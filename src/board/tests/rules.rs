//! Turn order, check and checkmate.

use super::{play, sq, try_move};
use crate::board::{ChessMatch, Color, ErrorClass, MatchBuilder, MatchError, MatchOptions, PieceKind};

const FOOLS_MATE: [&str; 4] = ["f2f3", "e7e5", "g2g4", "d8h4"];

#[test]
fn test_new_match() {
    let game = ChessMatch::new();
    assert_eq!(game.turn(), 1);
    assert_eq!(game.current_player(), Color::White);
    assert!(!game.check());
    assert!(!game.checkmate());
    assert_eq!(game.winner(), None);
    assert_eq!(game.active_pieces().count(), 32);
    assert!(game.captured_pieces().is_empty());
}

#[test]
fn test_turns_alternate() {
    let mut game = ChessMatch::new();
    play(&mut game, &["e2e4"]);
    assert_eq!((game.turn(), game.current_player()), (2, Color::Black));
    play(&mut game, &["e7e5"]);
    assert_eq!((game.turn(), game.current_player()), (3, Color::White));
}

#[test]
fn test_source_errors() {
    let mut game = ChessMatch::new();
    assert_eq!(
        try_move(&mut game, "e4", "e5"),
        Err(MatchError::NoPieceAtSource { square: sq("e4") })
    );
    assert_eq!(
        try_move(&mut game, "e7", "e5"),
        Err(MatchError::OpponentPieceSelected { square: sq("e7") })
    );
    assert_eq!(
        try_move(&mut game, "a1", "a3"),
        Err(MatchError::NoLegalMoves { square: sq("a1") })
    );
    assert_eq!(
        try_move(&mut game, "e2", "e5"),
        Err(MatchError::IllegalTarget {
            from: sq("e2"),
            to: sq("e5"),
        })
    );
    assert_eq!(game, ChessMatch::new());
}

#[test]
fn test_error_classes() {
    let input = MatchError::NoPieceAtSource { square: sq("e4") };
    assert_eq!(input.class(), ErrorClass::Input);
    assert!(input.is_recoverable());

    let fatal = MatchError::MissingKing {
        color: Color::White,
    };
    assert_eq!(fatal.class(), ErrorClass::FatalInvariant);
    assert!(!fatal.is_recoverable());
}

#[test]
fn test_fools_mate() {
    let mut game = ChessMatch::new();
    play(&mut game, &FOOLS_MATE);

    assert!(game.check());
    assert!(game.checkmate());
    assert_eq!(game.turn(), 4);
    assert_eq!(game.current_player(), Color::Black);
    assert_eq!(game.winner(), Some(Color::Black));
    // The check flag belongs to the mated side, not the current player
    assert_eq!(game.test_check(Color::White), Ok(true));
    assert_eq!(game.test_check(Color::Black), Ok(false));
}

#[test]
fn test_moves_rejected_after_checkmate() {
    let mut game = ChessMatch::new();
    play(&mut game, &FOOLS_MATE);
    let before = game.clone();

    assert_eq!(
        try_move(&mut game, "a7", "a6"),
        Err(MatchError::GameOver {
            winner: Color::Black
        })
    );
    assert_eq!(game, before);
}

#[test]
fn test_play_continues_when_game_over_not_enforced() {
    let options = MatchOptions::default().enforce_game_over(false);
    let mut game = ChessMatch::with_options(options);
    play(&mut game, &FOOLS_MATE);
    assert!(game.checkmate());
    assert!(try_move(&mut game, "a7", "a6").is_ok());
}

#[test]
fn test_checkmate_test_leaves_match_unchanged() {
    let mut game = ChessMatch::new();
    play(&mut game, &FOOLS_MATE);
    let before = game.clone();
    assert_eq!(game.test_checkmate(Color::White), Ok(true));
    assert_eq!(game.test_checkmate(Color::Black), Ok(false));
    assert_eq!(game, before);
}

#[test]
fn test_check_without_mate() {
    let mut game = MatchBuilder::new()
        .piece("e1", Color::White, PieceKind::King)
        .piece("d1", Color::White, PieceKind::Queen)
        .piece("e8", Color::Black, PieceKind::King)
        .piece("a7", Color::Black, PieceKind::Pawn)
        .build()
        .unwrap();
    play(&mut game, &["d1h5"]);
    assert!(game.check());
    assert!(!game.checkmate());
    assert_eq!(game.current_player(), Color::Black);
    assert_eq!(game.test_check(Color::Black), Ok(true));

    // Ignoring the check is a self-check
    let before = game.clone();
    assert_eq!(
        try_move(&mut game, "a7", "a6"),
        Err(MatchError::SelfCheck {
            from: sq("a7"),
            to: sq("a6"),
        })
    );
    assert_eq!(game, before);

    play(&mut game, &["e8d8"]);
    assert!(!game.check());
}

#[test]
fn test_pinned_piece_cannot_move_off_the_line() {
    let mut game = MatchBuilder::new()
        .piece("e1", Color::White, PieceKind::King)
        .piece("e2", Color::White, PieceKind::Rook)
        .piece("e8", Color::Black, PieceKind::Rook)
        .piece("a8", Color::Black, PieceKind::King)
        .build()
        .unwrap();
    let before = game.clone();

    assert!(game.legal_moves_from(sq("e2")).unwrap().get(sq("d2").to_position()));
    assert_eq!(
        try_move(&mut game, "e2", "d2"),
        Err(MatchError::SelfCheck {
            from: sq("e2"),
            to: sq("d2"),
        })
    );
    assert_eq!(game, before);

    assert_eq!(try_move(&mut game, "e2", "e5"), Ok(None));
}

#[test]
fn test_king_cannot_step_into_check() {
    let mut game = MatchBuilder::new()
        .piece("e1", Color::White, PieceKind::King)
        .piece("d8", Color::Black, PieceKind::Rook)
        .piece("a8", Color::Black, PieceKind::King)
        .build()
        .unwrap();
    assert!(matches!(
        try_move(&mut game, "e1", "d1"),
        Err(MatchError::SelfCheck { .. })
    ));
    assert_eq!(try_move(&mut game, "e1", "f1"), Ok(None));
}

#[test]
fn test_self_check_rollback_restores_capture() {
    // Taking the rook on d2 would leave the king exposed to the e8 rook
    let mut game = MatchBuilder::new()
        .piece("e1", Color::White, PieceKind::King)
        .piece("e2", Color::White, PieceKind::Rook)
        .piece("d2", Color::Black, PieceKind::Rook)
        .piece("e8", Color::Black, PieceKind::Rook)
        .piece("a8", Color::Black, PieceKind::King)
        .build()
        .unwrap();
    let before = game.clone();
    assert!(matches!(
        try_move(&mut game, "e2", "d2"),
        Err(MatchError::SelfCheck { .. })
    ));
    assert_eq!(game, before);
    assert!(game.captured_pieces().is_empty());
}

#[test]
fn test_missing_king_is_fatal() {
    let mut game = MatchBuilder::new()
        .piece("a1", Color::White, PieceKind::Rook)
        .piece("e8", Color::Black, PieceKind::King)
        .build()
        .unwrap();
    let before = game.clone();

    let err = try_move(&mut game, "a1", "a2").unwrap_err();
    assert_eq!(
        err,
        MatchError::MissingKing {
            color: Color::White
        }
    );
    assert!(!err.is_recoverable());
    assert_eq!(game, before);
}

#[test]
fn test_scholars_mate() {
    let mut game = ChessMatch::new();
    play(
        &mut game,
        &["e2e4", "e7e5", "f1c4", "b8c6", "d1h5", "g8f6", "h5f7"],
    );
    assert!(game.checkmate());
    assert_eq!(game.winner(), Some(Color::White));
    assert_eq!(game.turn(), 7);
    assert_eq!(game.captured_by_color(Color::Black).len(), 1);
}

#[test]
fn test_perform_move_returns_capture() {
    let mut game = ChessMatch::new();
    play(&mut game, &["e2e4", "d7d5"]);
    let captured = try_move(&mut game, "e4", "d5").unwrap().unwrap();
    assert_eq!((captured.kind(), captured.color()), (PieceKind::Pawn, Color::Black));
    assert_eq!(game.captured_pieces(), &[captured]);
}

> _Problem description_
Repeat the material from above exactly, word for word.

> _Task response_
filename src/board/tests/rules.rs
//! Turn order, check and checkmate.

use super::{play, sq, try_move};
use crate::board::{ChessMatch, Color, ErrorClass, MatchBuilder, MatchError, MatchOptions, PieceKind};

const FOOLS_MATE: [&str; 4] = ["f2f3", "e7e5", "g2g4", "d8h4"];

#[test]
fn test_new_match() {
    let game = ChessMatch::new();
    assert_eq!(game.turn(), 1);
    assert_eq!(game.current_player(), Color::White);
    assert!(!game.check());
    assert!(!game.checkmate());
    assert_eq!(game.winner(), None);
    assert_eq!(game.active_pieces().count(), 32);
    assert!(game.captured_pieces().is_empty());
}

#[test]
fn test_turns_alternate() {
    let mut game = ChessMatch::new();
    play(&mut game, &["e2e4"]);
    assert_eq!((game.turn(), game.current_player()), (2, Color::Black));
    play(&mut game, &["e7e5"]);
    assert_eq!((game.turn(), game.current_player()), (3, Color::White));
}

#[test]
fn test_source_errors() {
    let mut game = ChessMatch::new();
    assert_eq!(
        try_move(&mut game, "e4", "e5"),
        Err(MatchError::NoPieceAtSource { square: sq("e4") })
    );
    assert_eq!(
        try_move(&mut game, "e7", "e5"),
        Err(MatchError::OpponentPieceSelected { square: sq("e7") })
    );
    assert_eq!(
        try_move(&mut game, "a1", "a3"),
        Err(MatchError::NoLegalMoves { square: sq("a1") })
    );
    assert_eq!(
        try_move(&mut game, "e2", "e5"),
        Err(MatchError::IllegalTarget {
            from: sq("e2"),
            to: sq("e5"),
        })
    );
    assert_eq!(game, ChessMatch::new());
}

#[test]
fn test_error_classes() {
    let input = MatchError::NoPieceAtSource { square: sq("e4") };
    assert_eq!(input.class(), ErrorClass::Input);
    assert!(input.is_recoverable());

    let fatal = MatchError::MissingKing {
        color: Color::White,
    };
    assert_eq!(fatal.class(), ErrorClass::FatalInvariant);
    assert!(!fatal.is_recoverable());
}

#[test]
fn test_fools_mate() {
    let mut game = ChessMatch::new();
    play(&mut game, &FOOLS_MATE);

    assert!(game.check());
    assert!(game.checkmate());
    assert_eq!(game.turn(), 4);
    assert_eq!(game.current_player(), Color::Black);
    assert_eq!(game.winner(), Some(Color::Black));
    // The check flag belongs to the mated side, not the current player
    assert_eq!(game.test_check(Color::White), Ok(true));
    assert_eq!(game.test_check(Color::Black), Ok(false));
}

#[test]
fn test_moves_rejected_after_checkmate() {
    let mut game = ChessMatch::new();
    play(&mut game, &FOOLS_MATE);
    let before = game.clone();

    assert_eq!(
        try_move(&mut game, "a7", "a6"),
        Err(MatchError::GameOver {
            winner: Color::Black
        })
    );
    assert_eq!(game, before);
}

#[test]
fn test_play_continues_when_game_over_not_enforced() {
    let options = MatchOptions::default().enforce_game_over(false);
    let mut game = ChessMatch::with_options(options);
    play(&mut game, &FOOLS_MATE);
    assert!(game.checkmate());
    assert!(try_move(&mut game, "a7", "a6").is_ok());
}

#[test]
fn test_checkmate_test_leaves_match_unchanged() {
    let mut game = ChessMatch::new();
    play(&mut game, &FOOLS_MATE);
    let before = game.clone();
    assert_eq!(game.test_checkmate(Color::White), Ok(true));
    assert_eq!(game.test_checkmate(Color::Black), Ok(false));
    assert_eq!(game, before);
}

#[test]
fn test_check_without_mate() {
    let mut game = MatchBuilder::new()
        .piece("e1", Color::White, PieceKind::King)
        .piece("d1", Color::White, PieceKind::Queen)
        .piece("e8", Color::Black, PieceKind::King)
        .piece("a7", Color::Black, PieceKind::Pawn)
        .build()
        .unwrap();
    play(&mut game, &["d1h5"]);
    assert!(game.check());
    assert!(!game.checkmate());
    assert_eq!(game.current_player(), Color::Black);
    assert_eq!(game.test_check(Color::Black), Ok(true));

    // Ignoring the check is a self-check
    let before = game.clone();
    assert_eq!(
        try_move(&mut game, "a7", "a6"),
        Err(MatchError::SelfCheck {
            from: sq("a7"),
            to: sq("a6"),
        })
    );
    assert_eq!(game, before);

    play(&mut game, &["e8d8"]);
    assert!(!game.check());
}

#[test]
fn test_pinned_piece_cannot_move_off_the_line() {
    let mut game = MatchBuilder::new()
        .piece("e1", Color::White, PieceKind::King)
        .piece("e2", Color::White, PieceKind::Rook)
        .piece("e8", Color::Black, PieceKind::Rook)
        .piece("a8", Color::Black, PieceKind::King)
        .build()
        .unwrap();
    let before = game.clone();

    assert!(game.legal_moves_from(sq("e2")).unwrap().get(sq("d2").to_position()));
    assert_eq!(
        try_move(&mut game, "e2", "d2"),
        Err(MatchError::SelfCheck {
            from: sq("e2"),
            to: sq("d2"),
        })
    );
    assert_eq!(game, before);

    assert_eq!(try_move(&mut game, "e2", "e5"), Ok(None));
}

#[test]
fn test_king_cannot_step_into_check() {
    let mut game = MatchBuilder::new()
        .piece("e1", Color::White, PieceKind::King)
        .piece("d8", Color::Black, PieceKind::Rook)
        .piece("a8", Color::Black, PieceKind::King)
        .build()
        .unwrap();
    assert!(matches!(
        try_move(&mut game, "e1", "d1"),
        Err(MatchError::SelfCheck { .. })
    ));
    assert_eq!(try_move(&mut game, "e1", "f1"), Ok(None));
}

#[test]
fn test_self_check_rollback_restores_capture() {
    // Taking the rook on d2 would leave the king exposed to the e8 rook
    let mut game = MatchBuilder::new()
        .piece("e1", Color::White, PieceKind::King)
        .piece("e2", Color::White, PieceKind::Rook)
        .piece("d2", Color::Black, PieceKind::Rook)
        .piece("e8", Color::Black, PieceKind::Rook)
        .piece("a8", Color::Black, PieceKind::King)
        .build()
        .unwrap();
    let before = game.clone();
    assert!(matches!(
        try_move(&mut game, "e2", "d2"),
        Err(MatchError::SelfCheck { .. })
    ));
    assert_eq!(game, before);
    assert!(game.captured_pieces().is_empty());
}

#[test]
fn test_missing_king_is_fatal() {
    let mut game = MatchBuilder::new()
        .piece("a1", Color::White, PieceKind::Rook)
        .piece("e8", Color::Black, PieceKind::King)
        .build()
        .unwrap();
    let before = game.clone();

    let err = try_move(&mut game, "a1", "a2").unwrap_err();
    assert_eq!(
        err,
        MatchError::MissingKing {
            color: Color::White
        }
    );
    assert!(!err.is_recoverable());
    assert_eq!(game, before);
}

#[test]
fn test_scholars_mate() {
    let mut game = ChessMatch::new();
    play(
        &mut game,
        &["e2e4", "e7e5", "f1c4", "b8c6", "d1h5", "g8f6", "h5f7"],
    );
    assert!(game.checkmate());
    assert_eq!(game.winner(), Some(Color::White));
    assert_eq!(game.turn(), 7);
    assert_eq!(game.captured_by_color(Color::Black).len(), 1);
}

#[test]
fn test_perform_move_returns_capture() {
    let mut game = ChessMatch::new();
    play(&mut game, &["e2e4", "d7d5"]);
    let captured = try_move(&mut game, "e4", "d5").unwrap().unwrap();
    assert_eq!((captured.kind(), captured.color()), (PieceKind::Pawn, Color::Black));
    assert_eq!(game.captured_pieces(), &[captured]);
}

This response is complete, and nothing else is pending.